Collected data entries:
static MISSING_POSITIONAL: LazyLock<Regex> = LazyLock::new(|| {
    Regex::new(r"(\w+)\(\) missing (\d+) required positional argument")
        .expect("positional pattern is valid")
});

const INDENT: &str = "    ";
const PLACEHOLDER_ARG: &str = "None";

/// Error classes the pattern tier knows how to fix
#[derive(Debug, Clone, Copy, PartialEq, Eq)]
pub enum ErrorClass {
    MissingAttribute,
    AssertionMismatch,
    ImportError,
    MissingPositionalArgs,
    Indentation,
}

/// Classification table, in priority order. First match wins.
const CLASSIFIERS: &[(ErrorClass, fn(&str) -> bool)] = &[
    (ErrorClass::MissingAttribute, |e| e.contains("AttributeError")),
    (ErrorClass::AssertionMismatch, |e| e.contains("AssertionError")),
    (ErrorClass::ImportError, |e| e.contains("ImportError")),
    (ErrorClass::MissingPositionalArgs, |e| {
        e.contains("TypeError") && e.contains("missing") && e.contains("required positional argument")
    }),
    (ErrorClass::Indentation, |e| e.contains("IndentationError")),
];

/// Pick the one class that applies to `error`, if any.
pub fn classify(error: &str) -> Option<ErrorClass> {
    CLASSIFIERS
        .iter()
        .find(|(_, matches)| matches(error))
        .map(|(class, _)| *class)
}

/// What a successful matcher did to the file
#[derive(Debug, Clone, Copy, PartialEq, Eq)]
pub enum MatchOutcome {
    Modified,
    Unchanged,
}

impl ErrorClass {
    pub fn name(&self) -> &'static str {
        match self {
            ErrorClass::MissingAttribute => "missing-attribute",
            ErrorClass::AssertionMismatch => "assertion-mismatch",
            ErrorClass::ImportError => "import-error",
            ErrorClass::MissingPositionalArgs => "missing-positional-args",
            ErrorClass::Indentation => "indentation",
        }
    }

    /// Compute the fixed content. `Ok(None)` means the fix is already in
    /// place.
    pub fn rewrite(&self, content: &str, error: &str) -> FixResult<Option<String>> {
        match self {
            ErrorClass::MissingAttribute => add_stub_method(content, error),
            ErrorClass::AssertionMismatch => align_assertion(content, error),
            ErrorClass::ImportError => add_import(content, error),
            ErrorClass::MissingPositionalArgs => pad_call_sites(content, error),
            ErrorClass::Indentation => Ok(expand_tabs(content)),
        }
    }

    /// Run the matcher against `path`, writing under a backup guard.
    pub fn apply(&self, path: &Path, error: &str) -> FixResult<MatchOutcome> {
        let content = read_text(path)?;
        match self.rewrite(&content, error)? {
            Some(fixed) => {
                guarded(path, |p| write_text(p, &fixed))?;
                debug!(file = %path.display(), matcher = self.name(), "pattern fix written");
                Ok(MatchOutcome::Modified)
            }
            None => Ok(MatchOutcome::Unchanged),
        }
    }
}

fn mismatch(matcher: &'static str) -> FixError {
    FixError::ParseMismatch { matcher }
}

fn indent_of(line: &str) -> &str {
    &line[..line.len() - line.trim_start().len()]
}

/// Insert a no-op method named after the missing attribute into its class.
/// A class that cannot be found is left alone.
fn add_stub_method(content: &str, error: &str) -> FixResult<Option<String>> {
    let caps = MISSING_ATTRIBUTE
        .captures(error)
        .ok_or_else(|| mismatch(ErrorClass::MissingAttribute.name()))?;
    let (class_name, attr) = (&caps[1], &caps[2]);

    let mut source = SourceLines::parse(content);
    let Some(class_idx) = source
        .lines
        .iter()
        .position(|line| is_class_definition(line, class_name))
    else {
        debug!(class = class_name, "class definition not found, nothing inserted");
        return Ok(None);
    };

    let class_indent = indent_of(&source.lines[class_idx]).to_string();
    let def_prefix = format!("def {}(", attr);
    let already_defined = source.lines[class_idx + 1..]
        .iter()
        .take_while(|line| line.trim().is_empty() || indent_of(line).len() > class_indent.len())
        .any(|line| line.trim_start().starts_with(&def_prefix));
    if already_defined {
        return Ok(None);
    }

    let body_indent = format!("{}{}", class_indent, INDENT);
    source.lines.insert(
        class_idx + 1,
        format!("{}def {}(self, *args, **kwargs):", body_indent, attr),
    );
    source
        .lines
        .insert(class_idx + 2, format!("{}{}pass", body_indent, INDENT));
    Ok(Some(source.render()))
}

fn is_class_definition(line: &str, class_name: &str) -> bool {
    line.trim_start()
        .strip_prefix("class ")
        .and_then(|rest| rest.trim_start().strip_prefix(class_name))
        .and_then(|rest| rest.chars().next())
        .is_some_and(|c| c == '(' || c == ':' || c.is_whitespace())
}

/// Rewrite the first `assert ... == ...` line so both sides are the actual
/// value reported by the failure.
fn align_assertion(content: &str, error: &str) -> FixResult<Option<String>> {
    let caps = ASSERTION_MISMATCH
        .captures(error)
        .ok_or_else(|| mismatch(ErrorClass::AssertionMismatch.name()))?;
    let actual = &caps[2];

    let mut source = SourceLines::parse(content);
    let line = source
        .lines
        .iter_mut()
        .find(|line| line.contains("==") && line.contains("assert"))
        .ok_or_else(|| mismatch(ErrorClass::AssertionMismatch.name()))?;

    let remainder = line
        .find("==")
        .map(|eq| {
            let rhs = &line[eq + 2..];
            let operand = rhs[..operand_end(rhs)].trim_end();
            rhs[operand.len()..].trim_end()
        })
        .unwrap_or_default();
    let rewritten = format!(
        "{}assert {} == {}{}",
        indent_of(line.as_str()),
        actual,
        actual,
        remainder
    );
    if *line == rewritten {
        return Ok(None);
    }
    *line = rewritten;
    Ok(Some(source.render()))
}

/// Byte offset where the operand at the start of `text` ends: the first
/// `,` or `#` outside brackets and string literals.
fn operand_end(text: &str) -> usize {
    let mut depth = 0usize;
    let mut quote: Option<char> = None;
    for (i, c) in text.char_indices() {
        match (quote, c) {
            (Some(q), c) if c == q => quote = None,
            (Some(_), _) => {}
            (None, '"' | '\'') => quote = Some(c),
            (None, '(' | '[' | '{') => depth += 1,
            (None, ')' | ']' | '}') => depth = depth.saturating_sub(1),
            (None, ',' | '#') if depth == 0 => return i,
            _ => {}
        }
    }
    text.len()
}

/// Add `import <module>` at the top of the file. An existing import means
/// this matcher has nothing to offer.
fn add_import(content: &str, error: &str) -> FixResult<Option<String>> {
    let caps = MISSING_MODULE
        .captures(error)
        .ok_or_else(|| mismatch(ErrorClass::ImportError.name()))?;
    let module = &caps[1];

    let existing = Regex::new(&format!(
        r"(?m)^\s*(import\s+{m}\b|from\s+{m}\s+import\b)",
        m = regex::escape(module)
    ))
    .map_err(|e| FixError::PatchParse(e.to_string()))?;
    if existing.is_match(content) {
        return Err(FixError::NothingToDo(format!("'{}' is already imported", module)));
    }

    let mut source = SourceLines::parse(content);
    source.lines.insert(0, format!("import {}", module));
    Ok(Some(source.render()))
}

/// Append placeholder arguments to every call of the function named in the
/// error. Fails when no call site changed.
fn pad_call_sites(content: &str, error: &str) -> FixResult<Option<String>> {
    let caps = MISSING_POSITIONAL
        .captures(error)
        .ok_or_else(|| mismatch(ErrorClass::MissingPositionalArgs.name()))?;
    let function = &caps[1];
    let missing: usize = caps[2]
        .parse()
        .map_err(|_| mismatch(ErrorClass::MissingPositionalArgs.name()))?;

    let call = Regex::new(&format!(r"\b{}\(", regex::escape(function)))
        .map_err(|e| FixError::PatchParse(e.to_string()))?;
    let def_prefixes = [format!("def {}(", function), format!("async def {}(", function)];

    let mut source = SourceLines::parse(content);
    let mut changed = 0usize;
    let mut already_padded = 0usize;

    for line in source.lines.iter_mut() {
        let trimmed = line.trim_start();
        if def_prefixes.iter().any(|p| trimmed.starts_with(p.as_str())) {
            continue;
        }

        // Right to left so earlier offsets stay valid.
        let opens: Vec<usize> = call.find_iter(line.as_str()).map(|m| m.end() - 1).collect();
        for open in opens.into_iter().rev() {
            let Some(close) = matching_paren(line.as_str(), open) else {
                continue;
            };
            let args = &line[open + 1..close];
            if ends_with_placeholders(args, missing) {
                already_padded += 1;
                continue;
            }
            let padding = vec![PLACEHOLDER_ARG; missing].join(", ");
            let replacement = if args.trim().is_empty() {
                padding
            } else {
                format!("{}, {}", args.trim_end(), padding)
            };
            line.replace_range(open + 1..close, &replacement);
            changed += 1;
        }
    }

    match (changed, already_padded) {
        (0, 0) => Err(mismatch(ErrorClass::MissingPositionalArgs.name())),
        (0, _) => Ok(None),
        _ => Ok(Some(source.render())),
    }
}

fn matching_paren(line: &str, open: usize) -> Option<usize> {
    let mut depth = 0usize;
    for (i, c) in line[open..].char_indices() {
        match c {
            '(' => depth += 1,
            ')' => {
                depth -= 1;
                if depth == 0 {
                    return Some(open + i);
                }
            }
            _ => {}
        }
    }
    None
}

fn ends_with_placeholders(args: &str, count: usize) -> bool {
    let parts: Vec<&str> = args.split(',').map(str::trim).collect();
    parts.len() >= count
        && count > 0
        && parts[parts.len() - count..].iter().all(|p| *p == PLACEHOLDER_ARG)
}

fn expand_tabs(content: &str) -> Option<String> {
    content.contains('\t').then(|| content.replace('\t', INDENT))
}
//! Error taxonomy for the remediation pipeline
//!
//! Tier-local errors are recovered by the dispatcher (it falls through to the
//! next tier). Only `Restore` and `Rollback` escape a cycle.

use std::path::PathBuf;
use thiserror::Error;

#[derive(Debug, Error)]
pub enum FixError {
    /// A pattern matcher classified the error but found nothing actionable.
    #[error("{matcher} matcher found no actionable text")]
    ParseMismatch { matcher: &'static str },

    #[error("File not found: {}", .0.display())]
    FileNotFound(PathBuf),

    #[error("Could not parse patch: {0}")]
    PatchParse(String),

    #[error("Failed to apply patch to {}: {reason}", path.display())]
    PatchApply { path: PathBuf, reason: String },

    #[error("Learned payload is not a recognized fix")]
    UnrecognizedPayload,

    /// The matcher's fix is already present.
    #[error("Nothing to do: {0}")]
    NothingToDo(String),

    #[error("AI backend error: {0}")]
    Backend(String),

    #[error("I/O error on {}: {source}", path.display())]
    Io {
        path: PathBuf,
        #[source]
        source: std::io::Error,
    },

    #[error("Failed to restore backup for {}: {source}", path.display())]
    Restore {
        path: PathBuf,
        #[source]
        source: std::io::Error,
    },

    #[error("Rollback failed: {0}")]
    Rollback(String),

    #[error("Publish failed: {0}")]
    Publish(String),

    #[error("Test run failed: {0}")]
    TestRun(String),

    #[error("Learning store error: {0}")]
    Store(String),
}

impl FixError {
    pub(crate) fn io(path: impl Into<PathBuf>, source: std::io::Error) -> Self {
        FixError::Io {
            path: path.into(),
            source,
        }
    }

    pub(crate) fn apply(path: impl Into<PathBuf>, reason: impl Into<String>) -> Self {
        FixError::PatchApply {
            path: path.into(),
            reason: reason.into(),
        }
    }

    /// Errors that must abort the whole cycle instead of falling through.
    pub fn is_unrecoverable(&self) -> bool {
        matches!(self, FixError::Restore { .. } | FixError::Rollback(_))
    }
}

pub type FixResult<T> = Result<T, FixError>;

#[cfg(test)]
mod tests {
    use super::*;

    #[test]
    fn test_only_restore_and_rollback_are_unrecoverable() {
        let restore = FixError::Restore {
            path: PathBuf::from("a.py"),
            source: std::io::Error::other("disk gone"),
        };
        assert!(restore.is_unrecoverable());
        assert!(FixError::Rollback("git exploded".into()).is_unrecoverable());
        assert!(!FixError::UnrecognizedPayload.is_unrecoverable());
        assert!(!FixError::FileNotFound(PathBuf::from("x.py")).is_unrecoverable());
    }

    #[test]
    fn test_messages_name_the_path() {
        let err = FixError::apply("src/calc.py", "hunk 1 does not match");
        assert_eq!(
            err.to_string(),
            "Failed to apply patch to src/calc.py: hunk 1 does not match"
        );
    }
}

- The problem -
The answer must be every line of the records that contains the word "cycle".

- Expected output -
//! next tier). Only `Restore` and `Rollback` escape a cycle.
    /// Errors that must abort the whole cycle instead of falling through.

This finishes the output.